Dachshund Dog Breed Characteristics, Fun Facts and Puppy Pictures

  • Pedigree: Pure breed
  • Other Names: None
  • Height: 5 to 9 inches
  • Weight: 11 to 32 pounds
  • Breed Group: Hound
  • Lifespan: 12 to 15 years
  • Intelligence: Moderate
  • Trainability: Low to moderate
  • Exercise Needs: Low to moderate
  • Shedding: Low
  • Good with Kids: Older children
  • Good with Dogs: No
  • Good with Pets: No

Perhaps the smallest of the hound breeds, the Dachshund is also one of the most easily identified. This breed is known for his short stature and elongated body, as well as his big ears and even bigger spirit. These little dogs may be small but they are full of life and love for their families. The Dachshund is consistently ranked as one of the top dog breeds in America for his friendly and affectionate nature as well as his low maintenance requirements. If you are looking for a household companion that doesn’t shed much or require a great deal of exercise, the Dachshund may be right for you. As an added bonus, these dogs make great watchdogs and they are adaptable to all kinds of living situations.

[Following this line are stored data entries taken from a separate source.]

use super::*;

pub(crate) struct HelpView {
  message_backup: Option<String>,
  visible: bool,
}

impl HelpView {
  fn content_size() -> (usize, usize) {
    HELP_TEXT
      .lines()
      .fold((0usize, 0usize), |(count, width), line| {
        (count.saturating_add(1), width.max(line.chars().count()))
      })
  }

  pub(crate) fn draw(&self, frame: &mut Frame) {
    if !self.visible {
      return;
    }

    let area = Self::help_area(frame.area());

    frame.render_widget(Clear, area);

    let help = Paragraph::new(HELP_TEXT)
      .block(Block::default().title(HELP_TITLE).borders(Borders::ALL))
      .wrap(Wrap { trim: true });

    frame.render_widget(help, area);
  }

  pub(crate) fn handle_key(key: KeyEvent) -> Command {
    match key.code {
      KeyCode::Char('?') | KeyCode::Esc => Command::HideHelp,
      KeyCode::Char('q' | 'Q') => Command::Quit,
      _ => Command::None,
    }
  }

  fn help_area(area: Rect) -> Rect {
    fn saturating_usize_to_u16(value: usize) -> u16 {
      u16::try_from(value).unwrap_or(u16::MAX)
    }

    let (line_count, max_line_width) = Self::content_size();

    let desired_width =
      saturating_usize_to_u16(max_line_width.saturating_add(2)).max(1);

    let desired_height =
      saturating_usize_to_u16(line_count.saturating_add(2)).max(1);

    let available_width = area.width.saturating_sub(2).max(1);
    let available_height = area.height.saturating_sub(2).max(1);

    let width = available_width.clamp(1, desired_width).min(area.width);
    let height = available_height.clamp(1, desired_height).min(area.height);

    let x = area.x + (area.width.saturating_sub(width)) / 2;
    let y = area.y + (area.height.saturating_sub(height)) / 2;

    Rect::new(x, y, width, height)
  }

  pub(crate) fn hide(&mut self, message: &mut String) {
    if !self.visible {
      return;
    }

    *message = self
      .message_backup
      .take()
      .unwrap_or_else(|| FEED_STATUS.into());

    self.visible = false;
  }

  pub(crate) fn is_visible(&self) -> bool {
    self.visible
  }

  pub(crate) fn new() -> Self {
    Self {
      message_backup: None,
      visible: false,
    }
  }

  pub(crate) fn show(&mut self, message: &mut String) {
    if self.visible {
      return;
    }

    self.message_backup = Some(message.clone());

    *message = HELP_STATUS.into();

    self.visible = true;
  }
}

Fun Facts About the Dachshund

  • Journalist and literary critic H.L. Mencken described the Dachshund as “half a dog high and a dog and a half long”.
  • The Dachshund is known by many nicknames including wiener dog, Doxie, and Dashie.
  • The breed’s short stature was developed on purpose so the dog could chase badgers and other burrowing animals into their nests and flush them out.

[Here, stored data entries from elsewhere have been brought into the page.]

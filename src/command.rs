#[derive(Clone, Copy, Debug, PartialEq, Eq)]
pub(crate) enum Command {
  CloseReplies,
  FirstCard,
  HideHelp,
  LastCard,
  NextCard,
  None,
  OpenInBrowser,
  OpenReplies,
  PreviousCard,
  Quit,
  Refresh,
  ShowHelp,
  SwitchView,
  ToggleNotes,
}
use super::*;

#[derive(Clone, Debug, PartialEq, Eq)]
pub(crate) struct Quote {
  pub(crate) author: String,
  pub(crate) text: String,
}

impl Quote {
  fn from_section(section: &str) -> Option<Self> {
    let section = section.trim();

    let rest = section.strip_prefix("**")?;

    let (author, text) = rest.split_once(":**")?;

    let author = clean_text(author);
    let text = clean_text(text);

    if author.is_empty() || text.is_empty() {
      return None;
    }

    Some(Self { author, text })
  }

  fn is_delimiter(line: &str) -> bool {
    let line = line.trim();

    line.len() >= 3 && line.chars().all(|ch| ch == '-')
  }

  pub(crate) fn parse(notes: &str) -> Vec<Self> {
    let mut sections = Vec::new();
    let mut current = String::new();

    for line in notes.lines() {
      if Self::is_delimiter(line) {
        sections.push(std::mem::take(&mut current));
      } else {
        if !current.is_empty() {
          current.push('\n');
        }

        current.push_str(line);
      }
    }

    sections.push(current);

    sections
      .iter()
      .filter_map(|section| Self::from_section(section))
      .collect()
  }
}

#[cfg(test)]
mod tests {
  use super::*;

  #[test]
  fn parse_splits_sections_and_strips_markers() {
    let quotes = Quote::parse("**Alice:** Great point\n---\n**Bob:** Disagree");

    assert_eq!(
      quotes,
      vec![
        Quote {
          author: "Alice".to_string(),
          text: "Great point".to_string(),
        },
        Quote {
          author: "Bob".to_string(),
          text: "Disagree".to_string(),
        },
      ]
    );
  }

  #[test]
  fn parse_decodes_html_entities() {
    let quotes =
      Quote::parse("**Alice &amp; Bob:** Over 2.5 &amp; BTTS looks live");

    assert_eq!(
      quotes,
      vec![Quote {
        author: "Alice & Bob".to_string(),
        text: "Over 2.5 & BTTS looks live".to_string(),
      }]
    );
  }

  #[test]
  fn parse_accepts_longer_delimiter_lines() {
    let quotes = Quote::parse(
      "**Alice:** First\n-------\n**Bob:** Second\n----\n**Cara:** Third",
    );

    let authors: Vec<&str> =
      quotes.iter().map(|quote| quote.author.as_str()).collect();

    assert_eq!(authors, vec!["Alice", "Bob", "Cara"]);
  }

  #[test]
  fn parse_skips_sections_without_marker() {
    let quotes = Quote::parse("just some rambling\n---\n**Bob:** Disagree");

    assert_eq!(quotes.len(), 1);
    assert_eq!(quotes[0].author, "Bob");
  }

  #[test]
  fn parse_skips_sections_that_reduce_to_empty_text() {
    let quotes = Quote::parse("**Alice:**   \n---\n**:** orphaned text");

    assert!(quotes.is_empty());
  }

  #[test]
  fn parse_joins_multiline_section_text() {
    let quotes = Quote::parse(
      "**Alice:** Great point\nand a second line\n---\n**Bob:** Disagree",
    );

    assert_eq!(quotes.len(), 2);
    assert_eq!(quotes[0].text, "Great point and a second line");
  }

  #[test]
  fn parse_ignores_short_dash_runs_and_inline_dashes() {
    let quotes = Quote::parse("**Alice:** a -- b\n--\nstill Alice's section");

    assert_eq!(quotes.len(), 1);
    assert_eq!(quotes[0].text, "a -- b -- still Alice's section");
  }

  #[test]
  fn parse_returns_empty_for_empty_notes() {
    assert!(Quote::parse("").is_empty());
  }
}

Learn which 6 foods we highly recommend feeding a Dachshund

Coat and Appearance

The Dachshund is a small-breed dog and may be the smallest of the breeds belonging to the AKC’s Hound Group. These dogs are short in stature but long in body and there are two different sizes. The miniature Dachshund stands just 5 to 6 inches tall at the shoulder and weighs no more than 11 pounds. The standard Dachshund is a little larger, standing 8 to 9 inches tall and weighing 16 to 32 pounds.

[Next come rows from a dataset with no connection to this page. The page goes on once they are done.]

//! # Message Module
//!
//! Decoded request and response values exchanged between the transport, the gateway and the
//! backend transmitter.
//!
//! The transport is responsible for framing; by the time a request reaches a
//! [`ChannelGateway`](crate::gateway::ChannelGateway) it has been decoded into an
//! [`InboundMessage`] with an action name, a caller-assigned correlation id and a payload map.
//! Every reply is an [`OutboundMessage`] carrying the same correlation id so that clients can
//! match replies that arrive out of order.
//!
//! ## State Codes
//!
//! | code | meaning                                                      |
//! |------|--------------------------------------------------------------|
//! | 200  | backend reply                                                |
//! | 502  | backend service fault                                        |
//! | 503  | gateway overloaded or shutting down                          |
//! | 504  | gateway error: backend unreachable or no answer before deadline |

use serde::{Deserialize, Serialize};
use serde_json::{Map, Value};
use std::fmt;
use std::sync::Arc;

/// Structured payload carried by inbound and outbound messages
pub type Payload = Map<String, Value>;

/// Caller-assigned request identifier, echoed back in every reply
pub type CorrelationId = i64;

/// State code carried by an [`OutboundMessage`]
#[derive(Debug, Clone, Copy, PartialEq, Eq, Hash, Serialize, Deserialize)]
#[serde(transparent)]
pub struct StateCode(pub u16);

impl StateCode {
    /// Backend answered normally
    pub const OK: StateCode = StateCode(200);
    /// Backend answered with a service fault
    pub const BACKEND_FAULT: StateCode = StateCode(502);
    /// Gateway refused the request (no execution slot, or shutting down)
    pub const OVERLOADED: StateCode = StateCode(503);
    /// Backend unreachable or did not answer before the deadline
    pub const GATEWAY_ERROR: StateCode = StateCode(504);

    /// Codes synthesized by the gateway itself rather than produced by a backend
    #[must_use]
    pub fn is_reserved(self) -> bool {
        self == Self::OVERLOADED || self == Self::GATEWAY_ERROR
    }

    #[must_use]
    pub fn is_success(self) -> bool {
        (200..300).contains(&self.0)
    }
}

impl fmt::Display for StateCode {
    fn fmt(&self, f: &mut fmt::Formatter<'_>) -> fmt::Result {
        write!(f, "{}", self.0)
    }
}

/// One decoded client request.
///
/// Immutable once constructed: the fields are private and only exposed through accessors.
/// Cloning is cheap for the action name (`Arc<str>`), the payload is deep-copied.
#[derive(Debug, Clone, PartialEq, Serialize, Deserialize)]
pub struct InboundMessage {
    #[serde(rename = "action")]
    action_name: Arc<str>,
    correlation_id: CorrelationId,
    #[serde(default)]
    payload: Payload,
}

impl InboundMessage {
    #[must_use]
    pub fn new(
        action_name: impl Into<Arc<str>>,
        correlation_id: CorrelationId,
        payload: Payload,
    ) -> Self {
        Self {
            action_name: action_name.into(),
            correlation_id,
            payload,
        }
    }

    /// Decode a JSON frame of the form `{"action": .., "correlation_id": .., "payload": {..}}`
    pub fn from_json_slice(frame: &[u8]) -> serde_json::Result<Self> {
        serde_json::from_slice(frame)
    }

    #[inline]
    #[must_use]
    pub fn action_name(&self) -> &str {
        &self.action_name
    }

    /// Shared handle to the action name, used as the response-time key without reallocating
    #[inline]
    #[must_use]
    pub fn action(&self) -> &Arc<str> {
        &self.action_name
    }

    #[inline]
    #[must_use]
    pub fn correlation_id(&self) -> CorrelationId {
        self.correlation_id
    }

    #[inline]
    #[must_use]
    pub fn payload(&self) -> &Payload {
        &self.payload
    }
}

/// Reply addressed to one client connection
#[derive(Debug, Clone, PartialEq, Serialize, Deserialize)]
pub struct OutboundMessage {
    #[serde(rename = "action")]
    pub action_name: Arc<str>,
    pub correlation_id: CorrelationId,
    pub state: StateCode,
    #[serde(default, skip_serializing_if = "Option::is_none")]
    pub reason: Option<String>,
    #[serde(default)]
    pub payload: Payload,
}

impl OutboundMessage {
    /// Successful reply carrying a backend payload
    #[must_use]
    pub fn ok(
        action_name: impl Into<Arc<str>>,
        correlation_id: CorrelationId,
        payload: Payload,
    ) -> Self {
        Self {
            action_name: action_name.into(),
            correlation_id,
            state: StateCode::OK,
            reason: None,
            payload,
        }
    }

    /// Reply for a backend service that failed while handling the request
    #[must_use]
    pub fn backend_fault(request: &InboundMessage, reason: impl Into<String>) -> Self {
        Self {
            action_name: Arc::clone(request.action()),
            correlation_id: request.correlation_id(),
            state: StateCode::BACKEND_FAULT,
            reason: Some(reason.into()),
            payload: Payload::new(),
        }
    }

    /// Gateway Error Response for a request whose backend call produced no result
    #[must_use]
    pub fn gateway_error(request: &InboundMessage, reason: impl Into<String>) -> Self {
        Self {
            action_name: Arc::clone(request.action()),
            correlation_id: request.correlation_id(),
            state: StateCode::GATEWAY_ERROR,
            reason: Some(reason.into()),
            payload: Payload::new(),
        }
    }

    /// Rejection reply a transport may send when the gateway refused a request
    #[must_use]
    pub fn overloaded(
        action_name: impl Into<Arc<str>>,
        correlation_id: CorrelationId,
        reason: impl Into<String>,
    ) -> Self {
        Self {
            action_name: action_name.into(),
            correlation_id,
            state: StateCode::OVERLOADED,
            reason: Some(reason.into()),
            payload: Payload::new(),
        }
    }

    /// Normalize a backend reply so it is addressed to `request`.
    ///
    /// Backends are not trusted to echo the correlation id or action name; both are taken from
    /// the original request. State, reason and payload are kept.
    #[must_use]
    pub fn answering(mut self, request: &InboundMessage) -> Self {
        self.action_name = Arc::clone(request.action());
        self.correlation_id = request.correlation_id();
        self
    }

    /// Encode as a JSON frame
    pub fn to_json_vec(&self) -> serde_json::Result<Vec<u8>> {
        serde_json::to_vec(self)
    }
}

#[cfg(test)]
mod tests {
    use super::*;
    use serde_json::json;

    fn payload(value: Value) -> Payload {
        match value {
            Value::Object(map) => map,
            _ => Payload::new(),
        }
    }

    #[test]
    fn test_inbound_decodes_json_frame() {
        let frame = br#"{"action":"SendText","correlation_id":17,"payload":{"to":"bob"}}"#;
        let msg = InboundMessage::from_json_slice(frame).unwrap();
        assert_eq!(msg.action_name(), "SendText");
        assert_eq!(msg.correlation_id(), 17);
        assert_eq!(msg.payload().get("to"), Some(&json!("bob")));
    }

    #[test]
    fn test_inbound_payload_defaults_to_empty() {
        let msg =
            InboundMessage::from_json_slice(br#"{"action":"Ping","correlation_id":1}"#).unwrap();
        assert!(msg.payload().is_empty());
    }

    #[test]
    fn test_gateway_error_keeps_request_identity() {
        let req = InboundMessage::new("Login", 99, Payload::new());
        let reply = OutboundMessage::gateway_error(&req, "no answer");
        assert_eq!(reply.correlation_id, 99);
        assert_eq!(&*reply.action_name, "Login");
        assert_eq!(reply.state, StateCode::GATEWAY_ERROR);
        assert!(reply.state.is_reserved());
        assert_eq!(reply.reason.as_deref(), Some("no answer"));
    }

    #[test]
    fn test_answering_overrides_backend_identity() {
        let req = InboundMessage::new("Fetch", 5, Payload::new());
        let backend = OutboundMessage::ok("Other", 12345, payload(json!({"k": 1})));
        let reply = backend.answering(&req);
        assert_eq!(reply.correlation_id, 5);
        assert_eq!(&*reply.action_name, "Fetch");
        assert_eq!(reply.state, StateCode::OK);
        assert_eq!(reply.payload.get("k"), Some(&json!(1)));
    }

    #[test]
    fn test_outbound_json_omits_missing_reason() {
        let reply = OutboundMessage::ok("Ping", 3, Payload::new());
        let text = String::from_utf8(reply.to_json_vec().unwrap()).unwrap();
        assert!(!text.contains("reason"));
        assert!(text.contains("\"state\":200"));
    }

    #[test]
    fn test_state_code_classification() {
        assert!(StateCode::OK.is_success());
        assert!(!StateCode::OK.is_reserved());
        assert!(!StateCode::BACKEND_FAULT.is_success());
        assert!(!StateCode::BACKEND_FAULT.is_reserved());
        assert!(StateCode::OVERLOADED.is_reserved());
    }
}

Both types have a long, fully muscled trunk with a prominent breastbone and a straight back. The head tapers to the tip of the nose and the eyes are medium-sized, almond-shaped, and dark in color. The skull is slightly arched, as is the muzzle, giving the nose a Roman appearance. The ears are moderate in length and rounded, and set near the top of the head. The legs are short but well-muscled, the gait fluid and smooth to enable the dog to do its work.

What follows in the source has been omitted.